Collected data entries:
********************
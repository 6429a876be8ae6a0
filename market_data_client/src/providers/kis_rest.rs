//! KIS-style REST provider.
//!
//! Talks to a Korea Investment & Securities open-API compatible endpoint:
//! OAuth client-credentials token endpoint, transaction-id (`tr_id`) routed
//! quotation endpoints, and `tr_cont` header-based response continuation.

pub mod auth;
pub mod config;
pub mod params;
pub mod provider;
pub mod response;

pub use config::KisConfig;
pub use provider::KisProvider;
********************
* THE PROBLEM
What is needed is an exact copy of every entry.

* ANSWER SECTION
repository 6429a876be8ae6a0
filename market_data_client/src/providers/kis_rest.rs
//! KIS-style REST provider.
//!
//! Talks to a Korea Investment & Securities open-API compatible endpoint:
//! OAuth client-credentials token endpoint, transaction-id (`tr_id`) routed
//! quotation endpoints, and `tr_cont` header-based response continuation.

pub mod auth;
pub mod config;
pub mod params;
pub mod provider;
pub mod response;

pub use config::KisConfig;
pub use provider::KisProvider;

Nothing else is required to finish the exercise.